Could Tomek Mackiewicz Have Been Saved on Nanga Parbat?

When it comes to mountaineering, second guessing is often a sport unto itself. Such is the case with the recent tragedy on Nanga Parbat, where Polish climber Tomek Mackiewicz lost his life, but a team of climbers on K2 risked their own to rescue French alpinist Elisabeth Revol. But now that the dust has settled, and the operation is being examined, Revol herself is lashing out at authorities in Pakistan, which she says didn’t do enough to help save her friend. 

In an interview conducted on Wednesday, Revol said that she feels a lot of anger over the situation. She believes that Mackiewicz could have been saved had officials in Pakistan worked faster and been more forthright in their actions. The French climber says that she sent out an SOS to her husband, Tomek’s wife, and Ludovic Giambiasi, who was helping coordinate the expedition from back home. Those three jumped into action to try to get help for Revol and Mackiewicz, but were met with resistance and stalling on the part of the Pakistanis.
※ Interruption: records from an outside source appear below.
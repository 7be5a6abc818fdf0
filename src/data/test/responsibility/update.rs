use super::*;

/// Tests editing individual fields.
///
/// Expected: Ok with each change applied
#[tokio::test]
async fn applies_each_update() -> Result<(), DbErr> {
    let test = TestBuilder::new().with_responsibility_tables().build().await.unwrap();
    let db = test.db.as_ref().unwrap();

    let resp = factory::create_responsibility(db, "1").await?;

    let repo = ResponsibilityRepository::new(db);
    repo.update(resp.id, ResponsibilityUpdate::Description("New text".to_string()))
        .await?;
    repo.update(resp.id, ResponsibilityUpdate::SortOrder(9))
        .await?;
    repo.update(
        resp.id,
        ResponsibilityUpdate::ImageUrl(Some("https://example.com/a.png".to_string())),
    )
    .await?;
    let updated = repo
        .update(resp.id, ResponsibilityUpdate::MentionShortcut(None))
        .await?
        .unwrap();

    assert_eq!(updated.description, "New text");
    assert_eq!(updated.sort_order, 9);
    assert_eq!(updated.image_url.as_deref(), Some("https://example.com/a.png"));
    assert!(updated.mention_shortcut.is_none());

    Ok(())
}

/// Tests editing a missing responsibility.
///
/// Expected: Ok(None)
#[tokio::test]
async fn returns_none_for_missing() -> Result<(), DbErr> {
    let test = TestBuilder::new().with_responsibility_tables().build().await.unwrap();
    let db = test.db.as_ref().unwrap();

    let repo = ResponsibilityRepository::new(db);
    let result = repo
        .update(42, ResponsibilityUpdate::SortOrder(1))
        .await?;

    assert!(result.is_none());

    Ok(())
}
Perhaps the most disturbing element to the story is how the Pakistani helicopter rescue team began negotiating the price of starting the operation. According to reports, they initially wanted $15,000 to fly to Nanga Parbat to rescue Elisabeth and Tomak. But as things progressed, that price rose to $40,000 in cash and in advance, before the flight would ever leave the ground.

It should be also noted that while high altitude rescues have become fairly common on Everest and other big Nepali peaks, in Pakistan they remain fairly rare. The pilots and SAR teams don’t have much experience conducting such operations, which also makes them hesitant to go too high.
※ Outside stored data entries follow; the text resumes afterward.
use super::*;

fn ban_param(duration: PromotionDuration) -> AddBanParam {
    AddBanParam {
        guild_id: GUILD,
        user_id: TARGET,
        by_user_id: GRANTER,
        duration,
        reason: "Abused permissions".to_string(),
    }
}

/// Tests banning a member and then promoting them.
///
/// Verifies that the ban is stored with its end time and blocks promotions until it is
/// removed.
///
/// Expected: TargetBanned while banned, Ok after unban
#[tokio::test]
async fn ban_blocks_promotion_until_removed() -> Result<(), AppError> {
    let test = TestBuilder::new().with_promotion_tables().build().await.unwrap();
    let db = test.db.as_ref().unwrap();
    allow_admin_roles(db).await?;

    let fake = FakeGateway::standard();
    let guard = RoleChangeGuard::new();
    let service = service(db, &fake, &guard);

    let ban = service
        .add_promotion_ban(ban_param(PromotionDuration::Timed(TimeDelta::days(30))))
        .await?;
    assert_eq!(ban.end_time, Some(ban.start_time + TimeDelta::days(30)));
    assert_eq!(fake.dm_count(TARGET), 1);

    let blocked = service
        .create_promotion(grant_param(GRANTER, PromotionDuration::Permanent))
        .await;
    assert!(matches!(
        blocked,
        Err(AppError::PromotionErr(PromotionError::TargetBanned))
    ));

    service.remove_promotion_ban(GUILD, TARGET, GRANTER).await?;
    service
        .create_promotion(grant_param(GRANTER, PromotionDuration::Permanent))
        .await?;

    let actions = logged_actions(db).await?;
    assert!(actions.contains(&LogAction::BanAdded));
    assert!(actions.contains(&LogAction::BanRemoved));

    Ok(())
}

/// Tests banning a member twice.
///
/// Expected: Err(AlreadyBanned)
#[tokio::test]
async fn rejects_duplicate_ban() -> Result<(), AppError> {
    let test = TestBuilder::new().with_promotion_tables().build().await.unwrap();
    let db = test.db.as_ref().unwrap();

    let fake = FakeGateway::standard();
    let guard = RoleChangeGuard::new();
    let service = service(db, &fake, &guard);

    service
        .add_promotion_ban(ban_param(PromotionDuration::Permanent))
        .await?;
    let result = service
        .add_promotion_ban(ban_param(PromotionDuration::Permanent))
        .await;

    assert!(matches!(
        result,
        Err(AppError::PromotionErr(PromotionError::AlreadyBanned))
    ));

    Ok(())
}

/// Tests removing a ban that does not exist.
///
/// Expected: Err(NotBanned)
#[tokio::test]
async fn rejects_unban_of_unbanned_member() -> Result<(), AppError> {
    let test = TestBuilder::new().with_promotion_tables().build().await.unwrap();
    let db = test.db.as_ref().unwrap();

    let fake = FakeGateway::standard();
    let guard = RoleChangeGuard::new();

    let result = service(db, &fake, &guard)
        .remove_promotion_ban(GUILD, TARGET, GRANTER)
        .await;

    assert!(matches!(
        result,
        Err(AppError::PromotionErr(PromotionError::NotBanned))
    ));

    Ok(())
}

/// Tests expiring lapsed bans.
///
/// Verifies that only bans whose end time passed are removed, the member is told once,
/// and a second run is a no-op.
///
/// Expected: 1 then 0, one DM, permanent ban kept
#[tokio::test]
async fn expires_lapsed_bans_once() -> Result<(), AppError> {
    let test = TestBuilder::new().with_promotion_tables().build().await.unwrap();
    let db = test.db.as_ref().unwrap();

    factory::create_ban_until(
        db,
        &guild_str(),
        &TARGET.to_string(),
        Some(Utc::now() - TimeDelta::minutes(1)),
    )
    .await?;
    factory::create_ban(db, &guild_str(), &GRANTER.to_string()).await?;

    let fake = FakeGateway::standard();
    let guard = RoleChangeGuard::new();
    let service = service(db, &fake, &guard);

    let now = Utc::now();
    assert_eq!(service.expire_bans(now).await?, 1);
    assert_eq!(service.expire_bans(now).await?, 0);
    assert_eq!(fake.dm_count(TARGET), 1);
    assert_eq!(fake.dm_count(GRANTER), 0);

    let bans = service.list_bans(GUILD).await?;
    assert_eq!(bans.len(), 1);
    assert_eq!(bans[0].user_id, GRANTER);

    Ok(())
}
Tomek was stranded at 7200 meters (23,622 ft), while Revol was told to descend down to 6300 meters (20,669 ft) to meet a rescue team. When she did that however, no one arrived to lend a hand and she was forced to spend another night exposed to the elements in a crevasse. This eventually led to her pulling her boots off while hallucinating, causing severe frostbite.

Knowing these circumstances, it is easy to understand why Elisabeth feels such anger. She says that she only left Tomek behind because she was instructed to do so and was told that rescuers would go up to retrieve him. Obviously now she feels regret at that decision, although it most likely saved her life in the long run.

Considering the description of the symptoms that Tomek was experiencing at the time, it seems unlikely that he was going to survive the expedition after making a late summit, but spending a night in a crevasse.

Revol says that when she woke up the next morning, Mackiewicz was bleeding from the mouth and was unconscious, sure signs of altitude sickness. Unable to move himself, she really had no choice but to descend, and the hard reality is that her companion was quite possibly too far gone at that point regardless.

On the other hand, the fact that another 24 hours passed before anyone came to help leaves room to wonder. Had the Pakistanis reacted much more quickly, could they have saved Tomek too? For their part,

the Polish team from K2 put in a heroic effort, climbing as fast as humanly possible considering the terrain and altitude. In the end though, poor weather moved in preventing them from going any higher.

The entire situation will no doubt spur a lot of debate within the mountaineering community. In the end, we’ll never know for sure, but it is clear that if you’re climbing in Pakistan it is important to understand all of the risks you could face.


1 thought on “Could Tomek Mackiewicz Have Been Saved on Nanga Parbat?”

  1. When it comes to high altitude and remote locations, being assisted is a luxury, not a right. It puts so many people's lives at risk to help someone in need.

    Sure, they rescue people could have been mobilised faster but blame and finger pointing afterwards really is not necessary. If you go up these mountains, you should go up expecting no assistance and be really thankful if you do get rescued.

    Just because we have satellite phones and mobile phones to make contact and let people know we're in trouble, it doesn't mean that help is a given.